One of the most renowned EU&USA publishers reached out to us with an intention to build a new value-added service for their subscribers focused on prediction of a bill-voting outcome in US congress. Such service was offering an innovative, impartial and accurate approach to political analytics, as opposite to classic “expert” approach used by other players on the publishing market.
The journey began with deep analysis of the problem and available data to solve it. The main challenge was that in order to get high accuracy the machine learning model had to gather attributes of a bill and voting habits of senators from multiple non-congruent sources. Added complexity was the fact that both “bill” and “voter” are complex entities and specific voter decision regarding specific bill depends on multiple attributes and their combinations, therefore requiring advanced approaches for prediction.

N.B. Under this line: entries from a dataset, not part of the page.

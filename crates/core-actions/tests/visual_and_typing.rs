//! Selection modes, typing modes, surround pairs, registers and undo.

mod common;

use common::{Editor, run};
use core_actions::KeyOutcome;
use core_state::{Mode, SettingValue};
use pretty_assertions::assert_eq;

#[derive(Debug)]
struct Case<'a> {
    name: &'a str,
    text: &'a str,
    keys: &'a str,
    expect: &'a str,
}

fn check(cases: &[Case<'_>]) {
    for case in cases {
        let (text, _) = run(case.text, case.keys);
        assert_eq!(text, case.expect, "{}", case.name);
    }
}

#[test]
fn visual_operator_matrix() {
    check(&[
        Case {
            name: "charwise_across_lines",
            text: "abc\ndef\n",
            keys: "vjd",
            expect: "ef\n",
        },
        Case {
            name: "linewise",
            text: "a\nb\nc\n",
            keys: "Vjd",
            expect: "c\n",
        },
        Case {
            name: "linewise_yank_paste",
            text: "a\nb\n",
            keys: "VyjP",
            expect: "a\na\nb\n",
        },
        Case {
            name: "object_then_uppercase",
            text: "one two\n",
            keys: "wviwU",
            expect: "one TWO\n",
        },
        Case {
            name: "block_delete",
            text: "abcd\nefgh\n",
            keys: "<C-v>jld",
            expect: "cd\ngh\n",
        },
        Case {
            name: "block_skips_short_lines",
            text: "abcd\nx\nefgh\n",
            keys: "l<C-v>jjlx",
            expect: "ad\nx\neh\n",
        },
        Case {
            name: "paste_over_selection",
            text: "one two\n",
            keys: "yiwwviwp",
            expect: "one one\n",
        },
        Case {
            name: "join_selection",
            text: "a\nb\nc\n",
            keys: "VjjJ",
            expect: "a b c\n",
        },
        Case {
            name: "replace_each_char",
            text: "abc\n",
            keys: "vlrx",
            expect: "xxc\n",
        },
        Case {
            name: "swap_ends_then_extend",
            text: "abcdef\n",
            keys: "llvlohd",
            expect: "aef\n",
        },
        Case {
            name: "indent_selection",
            text: "a\nb\n",
            keys: "Vj>",
            expect: "    a\n    b\n",
        },
        Case {
            name: "change_selection",
            text: "abc def\n",
            keys: "veczz<Esc>",
            expect: "zz def\n",
        },
    ]);
}

#[test]
fn visual_modes_toggle_and_switch() {
    let mut ed = Editor::new("abc\n");
    ed.press("v");
    assert_eq!(ed.mode(), Mode::Visual);
    ed.press("V");
    assert_eq!(ed.mode(), Mode::VisualLine);
    ed.press("V");
    assert_eq!(ed.mode(), Mode::Normal);
    ed.press("v<Esc>");
    assert_eq!(ed.mode(), Mode::Normal);
    assert_eq!(ed.bells(), 0);
}

#[test]
fn select_mode_replaces_on_typing() {
    let mut ed = Editor::new("abc\n");
    ed.press("gh");
    assert_eq!(ed.mode(), Mode::Select);
    ed.press("Z");
    assert_eq!(ed.mode(), Mode::Insert);
    ed.press("<Esc>");
    assert_eq!(ed.text(), "Zbc\n");
    assert_eq!(ed.register('"').as_deref(), Some("a"));
}

#[test]
fn select_to_visual() {
    let mut ed = Editor::new("abc\n");
    ed.press("gh<C-g>");
    assert_eq!(ed.mode(), Mode::Visual);
    ed.press("d");
    assert_eq!(ed.text(), "bc\n");
}

#[test]
fn typing_matrix() {
    check(&[
        Case {
            name: "insert",
            text: "abc\n",
            keys: "ihello <Esc>",
            expect: "hello abc\n",
        },
        Case {
            name: "open_below",
            text: "a\nb\n",
            keys: "ofoo<Esc>",
            expect: "a\nfoo\nb\n",
        },
        Case {
            name: "open_above",
            text: "a\nb\n",
            keys: "jOfoo<Esc>",
            expect: "a\nfoo\nb\n",
        },
        Case {
            name: "append_at_first_non_blank",
            text: "  x\n",
            keys: "$I-<Esc>",
            expect: "  -x\n",
        },
        Case {
            name: "backspace",
            text: "x\n",
            keys: "Aab<BS><Esc>",
            expect: "xa\n",
        },
        Case {
            name: "backspace_joins_lines",
            text: "a\nb\n",
            keys: "ji<BS><Esc>",
            expect: "ab\n",
        },
        Case {
            name: "newline",
            text: "x\n",
            keys: "A<CR>y<Esc>",
            expect: "x\ny\n",
        },
        Case {
            name: "delete_word_backward",
            text: "x\n",
            keys: "A foo<C-w><Esc>",
            expect: "x \n",
        },
        Case {
            name: "tab_expands",
            text: "x\n",
            keys: "i<Tab><Esc>",
            expect: "    x\n",
        },
        Case {
            name: "delete_forward",
            text: "abc\n",
            keys: "i<Del><Esc>",
            expect: "bc\n",
        },
        Case {
            name: "arrow_keys_move_while_typing",
            text: "abc\n",
            keys: "ia<Left>b<Esc>",
            expect: "baabc\n",
        },
        Case {
            name: "replace_mode",
            text: "abc\n",
            keys: "Rxy<Esc>",
            expect: "xyc\n",
        },
        Case {
            name: "replace_mode_extends_the_line",
            text: "ab\n",
            keys: "lRxyz<Esc>",
            expect: "axyz\n",
        },
        Case {
            name: "counted_insert_repeats_the_text",
            text: "abc\n",
            keys: "3ix<Esc>",
            expect: "xxxabc\n",
        },
        Case {
            name: "counted_append_at_line_end",
            text: "x\n",
            keys: "3A-<Esc>",
            expect: "x---\n",
        },
        Case {
            name: "counted_open_below_opens_each_line",
            text: "abc\n",
            keys: "2ox<Esc>",
            expect: "abc\nx\nx\n",
        },
        Case {
            name: "counted_open_above",
            text: "abc\n",
            keys: "2Ox<Esc>",
            expect: "x\nx\nabc\n",
        },
        Case {
            name: "digits_typed_in_insert_are_text",
            text: "\n",
            keys: "i12<Esc>",
            expect: "12\n",
        },
    ]);
}

#[test]
fn autoindent_copies_the_indent() {
    let mut ed = Editor::with_settings("  x\n", vec![("autoindent", SettingValue::Bool(true))]);
    ed.run("A<CR>y<Esc>");
    assert_eq!(ed.text(), "  x\n  y\n");
    ed.run("oz<Esc>");
    assert_eq!(ed.text(), "  x\n  y\n  z\n");
}

#[test]
fn counted_insert_undoes_as_one_step() {
    let mut ed = Editor::new("abc\n");
    ed.press("3ix<Esc>");
    assert_eq!(ed.text(), "xxxabc\n");
    assert_eq!(ed.caret(), (0, 2));
    ed.press("u");
    assert_eq!(ed.text(), "abc\n");
}

#[test]
fn leaving_insert_records_the_dot_register() {
    let mut ed = Editor::new("\n");
    ed.run("ifoo<Esc>");
    assert_eq!(ed.register('.').as_deref(), Some("foo"));
    assert_eq!(ed.caret(), (0, 2));
}

#[test]
fn surround_matrix() {
    check(&[
        Case {
            name: "delete_parens",
            text: "x(a b)y\n",
            keys: "3lds(",
            expect: "xa by\n",
        },
        Case {
            name: "delete_quotes",
            text: "say \"hi\" now\n",
            keys: "5lds\"",
            expect: "say hi now\n",
        },
        Case {
            name: "change_quotes",
            text: "say \"hi\" now\n",
            keys: "5lcs\"'",
            expect: "say 'hi' now\n",
        },
        Case {
            name: "change_to_tight_brackets",
            text: "x(a b)y\n",
            keys: "3lcs)]",
            expect: "x[a b]y\n",
        },
        Case {
            name: "change_to_padded_brackets",
            text: "x(a b)y\n",
            keys: "3lcs)[",
            expect: "x[ a b ]y\n",
        },
        Case {
            name: "repeat_delete",
            text: "(a) (b)\n",
            keys: "lds(3l.",
            expect: "a b\n",
        },
    ]);
}

#[test]
fn surround_without_a_pair_rings() {
    let mut ed = Editor::new("abc\n");
    assert_eq!(ed.press("ds("), KeyOutcome::Failed);
    assert_eq!(ed.bells(), 1);
    assert_eq!(ed.text(), "abc\n");
}

#[test]
fn disabled_surround_is_unmapped() {
    let mut ed = Editor::with_settings("(a)\n", vec![("enable_surround", SettingValue::Bool(false))]);
    ed.press("l");
    assert_eq!(ed.press("ds"), KeyOutcome::Failed);
    assert_eq!(ed.bells(), 1);
    assert_eq!(ed.text(), "(a)\n");
    assert_eq!(ed.mode(), Mode::Normal);
}

#[test]
fn numbered_registers_shift_on_line_deletes() {
    let mut ed = Editor::new("a\nb\nc\n");
    ed.run("dd");
    ed.run("dd");
    assert_eq!(ed.register('1').as_deref(), Some("b\n"));
    ed.run("\"2p");
    assert_eq!(ed.text(), "c\na\n");
}

#[test]
fn small_deletes_go_to_the_minus_register() {
    let mut ed = Editor::new("abc def\n");
    ed.run("dw");
    assert_eq!(ed.register('-').as_deref(), Some("abc "));
    assert_eq!(ed.register('1'), None);
}

#[test]
fn black_hole_register_keeps_the_unnamed_one() {
    let mut ed = Editor::new("abc def\n");
    ed.run("yiw");
    ed.run("w\"_dw");
    assert_eq!(ed.register('"').as_deref(), Some("abc"));
}

#[test]
fn invalid_register_reports() {
    let mut ed = Editor::new("abc\n");
    assert_eq!(ed.press("\"!"), KeyOutcome::Failed);
    assert_eq!(ed.last_message(), Some("E354: Invalid register name: '!'"));
    assert_eq!(ed.press("x"), KeyOutcome::Executed);
    assert_eq!(ed.text(), "bc\n");
}

#[test]
fn undo_and_redo_step_per_command() {
    let mut ed = Editor::new("abc\n");
    ed.press("x");
    ed.press("x");
    ed.press("u");
    assert_eq!(ed.text(), "bc\n");
    ed.press("<C-r>");
    assert_eq!(ed.text(), "c\n");
    ed.press("2u");
    assert_eq!(ed.text(), "abc\n");
    ed.press("u");
    assert_eq!(ed.last_message(), Some("Already at oldest change"));
}

#[test]
fn a_replay_undoes_as_one_step() {
    let mut ed = Editor::new("abc def\n");
    ed.run("xwx");
    assert_eq!(ed.text(), "bc ef\n");
    ed.run("u");
    assert_eq!(ed.text(), "abc def\n");
}

#[test]
fn undoing_a_replay_keeps_its_leading_navigation() {
    let mut ed = Editor::new("abc def\n");
    ed.run("wx");
    assert_eq!(ed.text(), "abc ef\n");
    ed.run("u");
    assert_eq!(ed.text(), "abc def\n");
    assert_eq!(ed.caret(), (0, 4));
}

#[test]
fn an_insert_session_undoes_as_one_step() {
    let mut ed = Editor::new("x\n");
    ed.press("Aone<CR>two<Esc>");
    assert_eq!(ed.text(), "xone\ntwo\n");
    ed.press("u");
    assert_eq!(ed.text(), "x\n");
    assert_eq!(ed.mode(), Mode::Normal);
}

#[test]
fn marks_jump_back() {
    let mut ed = Editor::new("a\nb\nc\n");
    ed.run("jmaG'a");
    assert_eq!(ed.caret(), (1, 0));
    ed.run("gg``");
    assert_eq!(ed.caret(), (1, 0));
}

#[test]
fn unset_mark_reports() {
    let mut ed = Editor::new("a\n");
    ed.run("'q");
    assert_eq!(ed.last_message(), Some("E20: Mark not set"));
}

Initial development team consisted of two data scientists and one DevOps. First, we built an API-like connector for grabbing and processing the data. A lot of work was dedicated to clean up existing data – all success of the model hinged on apposite data cleansing and enriching. Moreover, considering potential growth of external sources, current data processing module must have easily expendable architecture for rapid scale up once we have new source on the board.
Next step was dedicated to getting a full understanding of the data thus we ran a set of models to get descriptive statistics and full comprehension of the given data. Having the latter completed, we did the PCA (Principal Component Analysis) to understand the weights and how the key features do affect the outcome. After the all of abovementioned, we devised a plan of model testing – starting from 10 “competitors” we boiled a list down to the four key models and amalgamated them into an ensemble.
Long story short – the model had an accuracy of 84% proving the business case. Such successful proof of concept initiated series of new initiatives and value-added services based on the data existing in the organization and utilizing the power of data science and machine learning to gain unique insights from it.